Sure but that’s America, you might be thinking. Have a look at Ben & Jerry’s Irish Facebook page. You’ll see that the overall trend is that their posts on marriage equality and environmentalist generate a lot more love than their posts about ice cream. Yet ice cream is more universally loved than politics. What’s going on? While more people love ice cream, people are more passionate about political issues.
Tapping into your audience’s passion is going to generate a more passionate response – including some negative responses. (But the negative responses are really an opportunity to showcase your customer service and to gently, respectfully counter criticism of your brand.) The trick is to know your market very, very well.
Offering value is critical. Ben & Jerry’s free cone offer was also extremely popular.

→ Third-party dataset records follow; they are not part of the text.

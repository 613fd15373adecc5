//! Deterministic random number generation for tile spawning.
//!
//! ## Key Features
//!
//! - **Deterministic**: Same seed produces the same game
//! - **Reproducible**: The seed is kept and can be read back to replay a run
//! - **Substitutable**: Sessions accept any pre-built generator for tests
//!
//! ## Usage
//!
//! ```
//! use twenty48::TileRng;
//!
//! let mut rng = TileRng::new(42);
//! let mut replay = TileRng::new(42);
//!
//! // Same seed, same stream
//! assert_eq!(rng.one_in(10), replay.one_in(10));
//! ```

use rand::{Rng, SeedableRng};
use rand_chacha::ChaCha8Rng;

/// Deterministic RNG behind every tile spawn.
///
/// Uses ChaCha8 for speed while maintaining cryptographic quality randomness.
/// The seed is stored so an entropy-seeded session can still report how to
/// reproduce itself.
#[derive(Clone, Debug)]
pub struct TileRng {
    inner: ChaCha8Rng,
    seed: u64,
}

impl TileRng {
    /// Create a new RNG with the given seed.
    #[must_use]
    pub fn new(seed: u64) -> Self {
        Self {
            inner: ChaCha8Rng::seed_from_u64(seed),
            seed,
        }
    }

    /// Create an RNG seeded from the OS entropy pool.
    ///
    /// The drawn seed is retained, so a game started this way can still be
    /// replayed later via [`TileRng::new`].
    #[must_use]
    pub fn from_entropy() -> Self {
        Self::new(rand::random())
    }

    /// The seed this RNG was created with.
    #[must_use]
    pub fn seed(&self) -> u64 {
        self.seed
    }

    /// Choose a random element from a slice.
    ///
    /// Returns `None` if the slice is empty.
    #[must_use]
    pub fn choose<'a, T>(&mut self, slice: &'a [T]) -> Option<&'a T> {
        use rand::seq::SliceRandom;
        slice.choose(&mut self.inner)
    }

    /// Roll a chance of exactly 1 in `n`.
    ///
    /// `n` must be non-zero.
    pub fn one_in(&mut self, n: u32) -> bool {
        self.inner.gen_ratio(1, n)
    }
}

But all of your competition is claiming to offer value. In a global market with an engagement audience, it isn’t enough to have a quality product at a great price. You need to connect to your market. You need to show empathy for them.
That empathy goes beyond how your product or service solves a problem they have. It goes beyond understanding and mirroring their communication style. People are identifying with brands the way they identify with their county’s GAA teams. They share the posts and wear the gear. They fly the flag literally and figuratively. If they see your brand taking a stand aligned with their own beliefs, they are going to feel good about spending money on it. And they are going to tell their friends on social media, which is a whole lot of exposure to exactly who you want your marketing to reach.

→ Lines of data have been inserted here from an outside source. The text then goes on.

//! # twenty48
//!
//! A single-player 4x4 sliding-tile merge puzzle: shift tiles, merge equal
//! pairs into their double, and survive until the grid fills up.
//!
//! ## Design Principles
//!
//! 1. **Silent core**: The engine never touches a terminal. It mutates
//!    in-memory state and hands the shell a grid snapshot to render.
//!
//! 2. **Explicit sessions**: All game state lives in an owned
//!    [`GameSession`] value. No globals, so tests run sessions side by side.
//!
//! 3. **Deterministic randomness**: Every spawn flows through [`TileRng`],
//!    seeded once per session. Seeded sessions replay identically.
//!
//! ## Modules
//!
//! - `board`: cells, the 4x4 grid, the shift pass, tile spawning
//! - `direction`: the four shift directions and their traversal orders
//! - `command`: the seven-command player vocabulary
//! - `session`: the turn state machine with one-level undo
//! - `rng`: the ChaCha8-backed deterministic generator
//!
//! ## Example
//!
//! ```
//! use twenty48::{Command, Direction, Flow, GameSession, TurnStatus};
//!
//! let mut session = GameSession::with_seed(42);
//! assert_eq!(session.begin_turn(), TurnStatus::Playing);
//!
//! session.apply_direction(Direction::Left);
//! session.revert();
//!
//! assert_eq!(session.dispatch(Command::Exit, true), Flow::Quit);
//! ```

pub mod board;
pub mod command;
pub mod direction;
pub mod rng;
pub mod session;

// Re-export commonly used types
pub use crate::board::{Board, Cell, CELL_COUNT, SIDE};
pub use crate::command::Command;
pub use crate::direction::Direction;
pub use crate::rng::TileRng;
pub use crate::session::{Flow, GameSession, TurnStatus};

This isn’t something to just give a lash and see how it goes. To succeed, this requires solid research on your audience and real reflection about your company and your values. It has to be authentic. If you want to position your company as environmentally friendly, you need to make sure it IS environmentally friendly. You need to know your weak spots and have a plan to improve them that you can use in replies to those negative comments. If you want align your brand with young families, for example, you’d want to review how family-friendly your own employment policies really are. People are quick to sniff out a phony position, and making a claim contrary to how you actually operate will backfire big time.
Start by looking at your company’s strengths, not at what issues are in the spotlight right now. Maybe you have a great leave policy for new parents. Perhaps your staff pitches in for fundraisers for an animal welfare charity. If you keep it authentic and know your audience, taking a stand with your brand can engage your audience on a deeper level and generate a lot of buzz.